Escadrille 12 of the French Air Force was formed in 1912 and known for introducing Nieuport aircraft to the World War I air combat.

==History==
Escadrille 12 was equipped initially with Nieuport IV.M two-seat monoplanes aircraft; hence its original designation as Escadrille N 12. It took the Nieuports into World War I, but was then re-equipped with Morane-Saulnier L monoplanes on 28 February 1915. In accordance with French custom, it was renamed Escadrille MS 12. By this time, the unit was assigned to V Armee of the French ground forces.

In September 1915, the escadrille re-equipped once again, with Nieuport 11 single seat fighters, and it once again became Escadrille N 12. In subsequent months, it would also acquire Nieuport 12 two seat fighters, Nieuport 16s, and Nieuport 17s.

On 8 July 1916, it was cited in orders. It moved to a new assignment with II Armee on 5 October 1916. On 1 November 1916, it was one of four escadrilles consolidated into Groupe de Combat 11, the other Nieuport escadrilles being Escadrilles N31, N48, and N57.

As a component of GC 11, the escadrille was reassigned to V Armee in April 1917. In July, GC 11 moved to 1er Armee in Flanders. On 16 September 1917, it was transferred to VI Armee. In December, it upgraded to SPADs and thus became Escadrille Spa12.
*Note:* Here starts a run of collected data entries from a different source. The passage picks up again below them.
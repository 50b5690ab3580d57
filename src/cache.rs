//! Time-bounded caches for the loaded dataset and its digest.

use std::path::{Path, PathBuf};
use std::sync::{Arc, Mutex};
use std::time::{Duration, Instant};

use chrono_tz::Tz;
use tracing::info;

use crate::digest::build_data_digest;
use crate::features::{enrich, EnrichedSample};
use crate::series::{load_unified_csv, SeriesError, UnifiedSeries};

pub const DEFAULT_DATASET_TTL: Duration = Duration::from_secs(600);
pub const DEFAULT_DIGEST_TTL: Duration = Duration::from_secs(3600);

#[derive(Debug, Clone)]
pub struct CacheEntry<T> {
    pub value: T,
    pub computed_at: Instant,
    pub ttl: Duration,
}

impl<T> CacheEntry<T> {
    pub fn new(value: T, computed_at: Instant, ttl: Duration) -> Self {
        Self {
            value,
            computed_at,
            ttl,
        }
    }

    pub fn is_fresh(&self, now: Instant) -> bool {
        now.saturating_duration_since(self.computed_at) < self.ttl
    }
}

/// Single cached value that is recomputed once its entry goes stale.
#[derive(Debug)]
pub struct TtlCell<T> {
    entry: Option<CacheEntry<T>>,
    ttl: Duration,
}

impl<T: Clone> TtlCell<T> {
    pub fn new(ttl: Duration) -> Self {
        Self { entry: None, ttl }
    }

    pub fn ttl(&self) -> Duration {
        self.ttl
    }

    pub fn peek(&self) -> Option<&CacheEntry<T>> {
        self.entry.as_ref()
    }

    /// Fresh cached value, or the loader's value stored with `now`. A failed
    /// load leaves the previous entry in place.
    pub fn get_or_try_refresh<E>(
        &mut self,
        now: Instant,
        loader: impl FnOnce() -> Result<T, E>,
    ) -> Result<T, E> {
        if let Some(entry) = &self.entry {
            if entry.is_fresh(now) {
                return Ok(entry.value.clone());
            }
        }
        let value = loader()?;
        self.entry = Some(CacheEntry::new(value.clone(), now, self.ttl));
        Ok(value)
    }

    pub fn invalidate(&mut self) {
        self.entry = None;
    }
}

/// Unified series plus its enriched view, shared read-only across requests.
#[derive(Debug, Clone)]
pub struct Dataset {
    pub series: UnifiedSeries,
    pub enriched: Vec<EnrichedSample>,
    pub timezone: Tz,
}

impl Dataset {
    pub fn new(series: UnifiedSeries, timezone: Tz) -> Self {
        let enriched = enrich(&series);
        Self {
            series,
            enriched,
            timezone,
        }
    }
}

pub struct DatasetStore {
    path: PathBuf,
    timezone: Tz,
    dataset: Mutex<TtlCell<Arc<Dataset>>>,
    digest: Mutex<TtlCell<Arc<String>>>,
}

impl DatasetStore {
    pub fn new(path: impl Into<PathBuf>, timezone: Tz, dataset_ttl: Duration) -> Self {
        Self::with_ttls(path, timezone, dataset_ttl, DEFAULT_DIGEST_TTL)
    }

    pub fn with_ttls(
        path: impl Into<PathBuf>,
        timezone: Tz,
        dataset_ttl: Duration,
        digest_ttl: Duration,
    ) -> Self {
        Self {
            path: path.into(),
            timezone,
            dataset: Mutex::new(TtlCell::new(dataset_ttl)),
            digest: Mutex::new(TtlCell::new(digest_ttl)),
        }
    }

    /// Store pre-seeded with an in-memory dataset; used by tests and demos.
    pub fn preloaded(dataset: Dataset) -> Self {
        let store = Self::new(PathBuf::new(), dataset.timezone, DEFAULT_DATASET_TTL);
        {
            let mut cell = store
                .dataset
                .lock()
                .unwrap_or_else(|poisoned| poisoned.into_inner());
            cell.entry = Some(CacheEntry::new(
                Arc::new(dataset),
                Instant::now(),
                Duration::MAX,
            ));
        }
        store
    }

    pub fn path(&self) -> &Path {
        &self.path
    }

    pub fn dataset(&self) -> Result<Arc<Dataset>, SeriesError> {
        self.dataset_at(Instant::now())
    }

    pub fn dataset_at(&self, now: Instant) -> Result<Arc<Dataset>, SeriesError> {
        let mut cell = self
            .dataset
            .lock()
            .unwrap_or_else(|poisoned| poisoned.into_inner());
        cell.get_or_try_refresh(now, || {
            let started = Instant::now();
            let series = load_unified_csv(&self.path, self.timezone)?;
            info!(
                component = "cache",
                event = "dataset.cache.reload",
                path = %self.path.display(),
                rows = series.len(),
                elapsed_ms = started.elapsed().as_millis() as u64
            );
            Ok(Arc::new(Dataset::new(series, self.timezone)))
        })
    }

    pub fn digest(&self) -> Result<Arc<String>, SeriesError> {
        let now = Instant::now();
        let dataset = self.dataset_at(now)?;
        let mut cell = self
            .digest
            .lock()
            .unwrap_or_else(|poisoned| poisoned.into_inner());
        cell.get_or_try_refresh(now, || {
            info!(
                component = "cache",
                event = "digest.cache.rebuild",
                rows = dataset.enriched.len()
            );
            Ok(Arc::new(build_data_digest(&dataset.enriched)))
        })
    }

    pub fn invalidate(&self) {
        self.dataset
            .lock()
            .unwrap_or_else(|poisoned| poisoned.into_inner())
            .invalidate();
        self.digest
            .lock()
            .unwrap_or_else(|poisoned| poisoned.into_inner())
            .invalidate();
    }
}
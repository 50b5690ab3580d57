//! Logging setup shared by the binaries.

use std::env;
use std::net::SocketAddr;
use std::path::Path;

use thiserror::Error;
use tracing::info;
use tracing_subscriber::EnvFilter;

#[derive(Debug, Clone, Copy, PartialEq, Eq)]
pub enum LogFormat {
    Json,
    Pretty,
}

#[derive(Debug, Clone, PartialEq, Eq)]
pub struct LoggingConfig {
    pub level: String,
    pub format: LogFormat,
    pub include_target: bool,
}

impl Default for LoggingConfig {
    fn default() -> Self {
        Self {
            level: "info".to_string(),
            format: LogFormat::Pretty,
            include_target: true,
        }
    }
}

#[derive(Debug, Error)]
pub enum LoggingInitError {
    #[error("logging already initialized: {0}")]
    AlreadyInitialized(#[from] tracing::subscriber::SetGlobalDefaultError),
}

pub fn logging_config_from_env() -> LoggingConfig {
    logging_config_from_lookup(|key| env::var(key).ok())
}

/// Unset or unparseable values keep their defaults.
pub fn logging_config_from_lookup(lookup: impl Fn(&str) -> Option<String>) -> LoggingConfig {
    let defaults = LoggingConfig::default();
    LoggingConfig {
        level: lookup("STOREWATCH_LOG_LEVEL")
            .map(|raw| raw.trim().to_string())
            .filter(|raw| !raw.is_empty())
            .unwrap_or(defaults.level),
        format: lookup("STOREWATCH_LOG_FORMAT")
            .and_then(|raw| parse_log_format(&raw))
            .unwrap_or(defaults.format),
        include_target: lookup("STOREWATCH_LOG_TARGET")
            .and_then(|raw| parse_bool(&raw))
            .unwrap_or(defaults.include_target),
    }
}

pub fn init_logging(config: &LoggingConfig) -> Result<(), LoggingInitError> {
    let env_filter =
        EnvFilter::try_new(config.level.clone()).unwrap_or_else(|_| EnvFilter::new("info"));
    let builder = tracing_subscriber::fmt()
        .with_env_filter(env_filter)
        .with_target(config.include_target)
        .with_ansi(matches!(config.format, LogFormat::Pretty));

    match config.format {
        LogFormat::Json => tracing::subscriber::set_global_default(builder.json().finish())?,
        LogFormat::Pretty => tracing::subscriber::set_global_default(builder.pretty().finish())?,
    }

    Ok(())
}

pub fn log_app_start(component: &'static str, config: &LoggingConfig) {
    info!(
        component,
        event = "app.start",
        log_level = %config.level,
        log_format = ?config.format,
        include_target = config.include_target
    );
}

pub fn log_app_bind(bound_addr: SocketAddr) {
    info!(
        component = "dashboard_server",
        event = "app.bind",
        bind_addr = %bound_addr,
        route = "/dashboard"
    );
}

pub fn log_data_source(path: &Path, timezone: &str, cache_ttl_secs: u64) {
    info!(
        component = "dashboard_server",
        event = "source.selected",
        path = %path.display(),
        timezone,
        cache_ttl_secs
    );
}

pub fn log_assistant_backend(endpoint: &str, model: &str, has_api_key: bool) {
    info!(
        component = "dashboard_server",
        event = "assistant.backend.selected",
        endpoint,
        model,
        has_api_key
    );
}

fn parse_log_format(raw: &str) -> Option<LogFormat> {
    match raw.trim().to_ascii_lowercase().as_str() {
        "json" => Some(LogFormat::Json),
        "pretty" => Some(LogFormat::Pretty),
        _ => None,
    }
}

fn parse_bool(raw: &str) -> Option<bool> {
    match raw.trim().to_ascii_lowercase().as_str() {
        "1" | "true" | "yes" | "on" => Some(true),
        "0" | "false" | "no" | "off" => Some(false),
        _ => None,
    }
}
Groupe de Combat 11 joined Groupe de Combat 13 and Groupe de Combat 17 to form Escadre de Combat No. 2 on 27 February 1918. In turn, Escadre de Combat No. 2 was subsumed into the 1er Division Aerienne on 14 May 1918. On 16 May 1918, Escadrille Spa 12 was cited by General Philippe Pétain for its prowess in destroying 34 enemy aircraft and two observation balloons. On 28 May 1918, GC II was detached from Escadre de Combat No. 2 and assigned to support VI Armee and V Armee. On 23 September 1918, GC 11 was moved to IV Armee. They made their final move on 6 November, to VIII Armee. When the war ended five days later, Escadrille Spa12 had been credited with victories over 43 enemy aircraft and seven observation balloons.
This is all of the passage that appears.